Honor Guard personnel at a Veteran's Day Wreath-Laying CeremonyThe United States Coast Guard Ceremonial Honor Guard represents the United States Coast Guard through ceremonial operations held before world leaders and dignitaries, and to lay to rest with proper military honors, dignity, and respect the remains of fallen shipmates.  The Honor Guard performs in over 1100 ceremonies annually.

The Coast Guard Ceremonial Honor Guard consists of three separate teams:

The Ceremonial Honor Guard is under the direct control of the Military District of Washington and is loaned to the Coast Guard for special events. The Military District of Washington uses the Ceremonial Honor Guard for White House functions, dignitary visits, state funerals and other high-level, official ceremonial events.
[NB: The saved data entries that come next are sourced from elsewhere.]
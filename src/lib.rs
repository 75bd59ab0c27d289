//! Package Health Agent
//!
//! An agent that audits package-configuration records for schema drift,
//! repairs legacy shapes in place, and reports what needs a human.
//!
//! The store schema for package configurations has evolved over time: the
//! popular-card index and the per-tier text fields moved from flat shapes to
//! dual-mode `{onetime, retainer}` shapes when retainer billing launched.
//! Records written before that migration still carry the old shapes. The
//! daily audit walks every record, applies safe, idempotent corrections
//! where the fix is unambiguous, and flags records whose data is simply gone
//! (pricing, card payloads) for manual review. Each run appends an immutable
//! `HealthReport` to the store's report history.
//!
//! ## Features
//!
//! - **Rule table**: each schema check is an independent `AuditRule`;
//!   records are evaluated against every rule unconditionally
//! - **Idempotent repair**: fixes are single-field partial updates applied
//!   immediately; re-running after a partial run touches only what remains
//!   non-canonical
//! - **Admin-gated**: the audit fails fast without an elevated identity
//!   context, before any record is read
//! - **HTTP + CLI**: triggerable from the admin dashboard (`POST /audit`)
//!   or from cron (`package-audit run`)
//! - **Telemetry**: Prometheus metrics and structured tracing
//!
//! ## Architecture
//!
//! 1. **Model** (`model`): record and report types, tolerant of legacy
//!    field shapes.
//!
//! 2. **Engine** (`engine`): the `SchemaAuditor` and its rule table.
//!
//! 3. **Client** (`client`): the `RecordStore` trait and the HTTP client
//!    for the external record store. All persistence goes through the
//!    store's API.
//!
//! 4. **Handler** (`handler`): axum routes for triggering audits and
//!    scraping metrics.
//!
//! 5. **CLI** (`cli`): `run` and `serve` commands with table/JSON/YAML
//!    output.
//!
//! ## Example
//!
//! ```rust,no_run
//! use std::sync::Arc;
//! use package_health::{
//!     auth::CallerIdentity,
//!     client::HttpRecordStore,
//!     engine::SchemaAuditor,
//! };
//!
//! #[tokio::main]
//! async fn main() {
//!     let store = HttpRecordStore::builder()
//!         .base_url("https://records.internal")
//!         .api_key("k-123")
//!         .build();
//!
//!     let auditor = SchemaAuditor::new(Arc::new(store));
//!     let report = auditor
//!         .run_audit(&CallerIdentity::admin("daily-cron"))
//!         .await
//!         .unwrap();
//!
//!     println!("{}", report.summary);
//! }
//! ```

// Core modules
pub mod auth;
pub mod cli;
pub mod client;
pub mod config;
pub mod engine;
pub mod error;
pub mod handler;
pub mod model;
pub mod telemetry;

// Re-export commonly used types
pub use auth::{CallerIdentity, CallerRole};
pub use client::{HttpRecordStore, RecordStore, RecordStoreConfig, StoreError};
pub use config::AppConfig;
pub use engine::rules::{AuditRule, BoxedRule, RuleAction};
pub use engine::SchemaAuditor;
pub use error::AuditError;
pub use handler::{create_router, AppState, AuditRunResponse};
pub use model::{HealthReport, Mode, PackageConfig, ReportStatus, Tier};
pub use telemetry::AuditMetricsRegistry;

// Re-export CLI types for the binary
pub use cli::{AuditCli, ExitCode, OutputFormat};

/// Agent version (from Cargo.toml)
pub const AGENT_VERSION: &str = env!("CARGO_PKG_VERSION");

/// Agent identifier
pub const AGENT_ID: &str = "package-health-agent";

/// Run the CLI application
///
/// This is the main entry point for the CLI binary.
pub async fn run_cli(cli: AuditCli) -> ExitCode {
    match cli::run(cli).await {
        Ok(code) => code,
        Err(e) => {
            eprintln!("Error: {}", e);
            ExitCode::from_error(&e)
        }
    }
}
The Coast Guard Ceremonial Honor Guard was established at the request of President John F. Kennedy in 1962.  Prior to that, the Coast Guard Recruit Training Center in Cape May , N.J. , was responsible for supplying a recruit platoon to fulfill Coast Guard commitments in national ceremonies.  This not only proved expensive, but the recruits lacked essential experience and performance skills.  On March 5, 1962, Admiral Alfred C. Richmond, Commandant of the United States Coast Guard, established the Coast Guard Ceremonial Honor Guard.  The Honor Guard, then located at the United States Coast Guard Yard in Baltimore, Md., had 33 original members.  In order to reduce the logistical problems involved in responding to ceremonial tasking in Washington , the Honor Guard moved its base of operations to Coast Guard Radio Station Washington in 1965.  That facility is now known as the Coast Guard Telecommunication and Information Systems Command (TISCOM).  TISCOM is located in Alexandria , Va., and is still home to the Coast Guard Ceremonial Honor Guard. 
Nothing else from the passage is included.